Hip Hop Culture

by Jeremy, Joseph and John

Hip Hop is all around us. People just don't notice it. Hip Hop is not break dancing, not rapping, not mixing, and not grafitti art, it is a culture. Let's talk about break dancing. People wonder how break dancing started. People say that it was an accident when someone fell and accidently tumbled. There is many more opinions about break dancing. You can learn about break dancing crews like Rock Steady Crew and the New York City Breakers. And you can borrow breaking movies like Wild Style, and Beat Street.

 

Tagging (Street Art) is all around the world. People such as police think that street is a crime. But the taggers that do it don't think it is. People that tag just want to get a message out to the neighborhood. More about Grafitti

 


Davey D's definition

from http://home.webcom.se/hiphop/dadef.html

Hip Hop is an art form that includes deejaying [cuttin' & scartchin'] emceeing/rappin'. breakdancing and grafitti art. These art forms as we know them today originated in the South Bronx section of New York City around the mid 1970s. Hip Hop has thrived within the subculture of Black and Puerto Rican communities in New York and is now just recently beginning to enjoy widespread exposure. From a sociological perspective, Hip Hop has been one of the main contributing factors that helped curtail gang violence due to the fact that many adults found it preferrable to channel their anger and aggressions into these art forms which eventually became the ultimate expression of one's self

Break dancing, a colorful and acrobatic style of dance which includes headspins, backspins and 'Kirk Thompson-like flairs..[long before Olympic athlete Kirk Thompson invented it], traces its roots back to the African martial arts form known as capoeta. This form of fighting was employed by revolting slaves who were brought to Brazil. No one knows for sure who was New York's first break dancer, but a group of youngsters known 'B-Boys' and original members of an organization called Zulu Nation certainly made it popular. Around the same time break dancing begain hitting the streets of New York, within the Black communities of California a style of dance known as Pop-Locking which includes strutting, moonwalking, waving and angular robot-like contortions of the body also began to take form. Movies such as 'Beat Street' and 'Breaking' have help shed light on this new type of dance.
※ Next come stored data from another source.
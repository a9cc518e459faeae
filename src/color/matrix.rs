//! 4x5 affine color matrices.
//!
//! A matrix is stored row-major as 20 numbers. Rows are the output channels (R, G, B, A); the
//! first four columns weight the input channels and column 4 is an additive bias expressed on the
//! 0..=255 scale. The alpha bias (index 19) is carried through composition but ignored when
//! rendering.

use crate::foundation::error::{VidfxError, VidfxResult};

/// Number of entries in a color matrix.
pub const COLOR_MATRIX_LEN: usize = 20;

#[derive(Clone, Copy, Debug, PartialEq, serde::Serialize, serde::Deserialize)]
#[serde(try_from = "Vec<f64>", into = "Vec<f64>")]
pub struct ColorMatrix([f64; COLOR_MATRIX_LEN]);

impl ColorMatrix {
    pub const IDENTITY: Self = Self([
        1.0, 0.0, 0.0, 0.0, 0.0, //
        0.0, 1.0, 0.0, 0.0, 0.0, //
        0.0, 0.0, 1.0, 0.0, 0.0, //
        0.0, 0.0, 0.0, 1.0, 0.0,
    ]);

    pub fn new(values: [f64; COLOR_MATRIX_LEN]) -> Self {
        Self(values)
    }

    /// Rec. 601 luma weights on every color row.
    pub fn grayscale() -> Self {
        Self([
            0.299, 0.587, 0.114, 0.0, 0.0, //
            0.299, 0.587, 0.114, 0.0, 0.0, //
            0.299, 0.587, 0.114, 0.0, 0.0, //
            0.0, 0.0, 0.0, 1.0, 0.0,
        ])
    }

    pub fn sepia() -> Self {
        Self([
            0.393, 0.769, 0.189, 0.0, 0.0, //
            0.349, 0.686, 0.168, 0.0, 0.0, //
            0.272, 0.534, 0.131, 0.0, 0.0, //
            0.0, 0.0, 0.0, 1.0, 0.0,
        ])
    }

    /// Uniform gain on the color channels, alpha untouched.
    pub fn brightness(gain: f64) -> Self {
        let mut m = Self::IDENTITY;
        m.0[0] = gain;
        m.0[6] = gain;
        m.0[12] = gain;
        m
    }

    pub fn as_slice(&self) -> &[f64] {
        &self.0
    }

    pub fn at(&self, row: usize, col: usize) -> f64 {
        self.0[row * 5 + col]
    }

    pub fn is_identity(&self) -> bool {
        *self == Self::IDENTITY
    }

    /// Apply the matrix to a normalized, opaque RGB triple.
    ///
    /// The bias column is divided by 255 to bring it onto the normalized scale and the input
    /// alpha is taken as 1.0. Results are clamped to `[0, 1]`.
    pub fn apply_rgb(&self, rgb: [f64; 3]) -> [f64; 3] {
        let mut out = [0.0f64; 3];
        for (c, o) in out.iter_mut().enumerate() {
            let v = self.at(c, 0) * rgb[0]
                + self.at(c, 1) * rgb[1]
                + self.at(c, 2) * rgb[2]
                + self.at(c, 3)
                + self.at(c, 4) / 255.0;
            *o = v.clamp(0.0, 1.0);
        }
        out
    }
}

impl Default for ColorMatrix {
    fn default() -> Self {
        Self::IDENTITY
    }
}

impl TryFrom<&[f64]> for ColorMatrix {
    type Error = VidfxError;

    fn try_from(values: &[f64]) -> VidfxResult<Self> {
        if values.len() != COLOR_MATRIX_LEN {
            return Err(VidfxError::configuration(format!(
                "color matrix must be 4x5 ({COLOR_MATRIX_LEN} elements), got {}",
                values.len()
            )));
        }
        if values.iter().any(|v| !v.is_finite()) {
            return Err(VidfxError::configuration(
                "color matrix entries must be finite",
            ));
        }
        let mut out = [0.0f64; COLOR_MATRIX_LEN];
        out.copy_from_slice(values);
        Ok(Self(out))
    }
}

impl TryFrom<Vec<f64>> for ColorMatrix {
    type Error = VidfxError;

    fn try_from(values: Vec<f64>) -> VidfxResult<Self> {
        Self::try_from(values.as_slice())
    }
}

impl From<ColorMatrix> for Vec<f64> {
    fn from(m: ColorMatrix) -> Self {
        m.0.to_vec()
    }
}

/// Compose two matrices so that the result means "apply `m2`, then `m1`".
///
/// `out[i,j] = sum_k m1[i,k] * m2[k,j]`, plus `m1[i,4]` on the bias column.
pub fn multiply(m1: &ColorMatrix, m2: &ColorMatrix) -> ColorMatrix {
    let mut out = [0.0f64; COLOR_MATRIX_LEN];
    for i in 0..4 {
        for j in 0..5 {
            let mut v = 0.0;
            for k in 0..4 {
                v += m1.at(i, k) * m2.at(k, j);
            }
            if j == 4 {
                v += m1.at(i, 4);
            }
            out[i * 5 + j] = v;
        }
    }
    ColorMatrix(out)
}

/// Fold matrices in application order: each later matrix is applied after the accumulated ones.
///
/// Returns `None` for an empty input, in which case no LUT should be generated.
pub fn combine(matrices: &[ColorMatrix]) -> Option<ColorMatrix> {
    let (first, rest) = matrices.split_first()?;
    Some(rest.iter().fold(*first, |acc, next| multiply(next, &acc)))
}

/// Parse and combine matrices in the flat wire format (lists of 20 numbers).
pub fn combine_wire(lists: &[Vec<f64>]) -> VidfxResult<Option<ColorMatrix>> {
    let parsed = lists
        .iter()
        .map(|l| ColorMatrix::try_from(l.as_slice()))
        .collect::<VidfxResult<Vec<_>>>()?;
    Ok(combine(&parsed))
}

#[cfg(test)]
#[path = "../../tests/unit/color/matrix.rs"]
mod tests;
Rapping as we know it today, saying rhymes to the beat of music was originally called emceeing. It draws its roots from the Jamaican art form known as toasting. Artist like James Brown, The Last Poets and Gil Scott Heron along with old 'dozens' rhymes and jail house jargon passed down through the years and made popular by Black activistH.Rap Brown have helped influence rap to its present form. Rap has surfaced and resurfaced under different names down through the years within Black communities ofthis country.

Deejaying [cuttin' and scratchin'] is the manipulation of a record over a particular groove so it produces strange sounds. This was invented by either Grand Master Flash or Grand Wizard Theodore, two popular disc jockeys from the Bronx. Herbie Hancock with his song 'Rock It' and Malcolm MacLaren's Buffalo Gals' has helped make this art form popular outside the New York City area.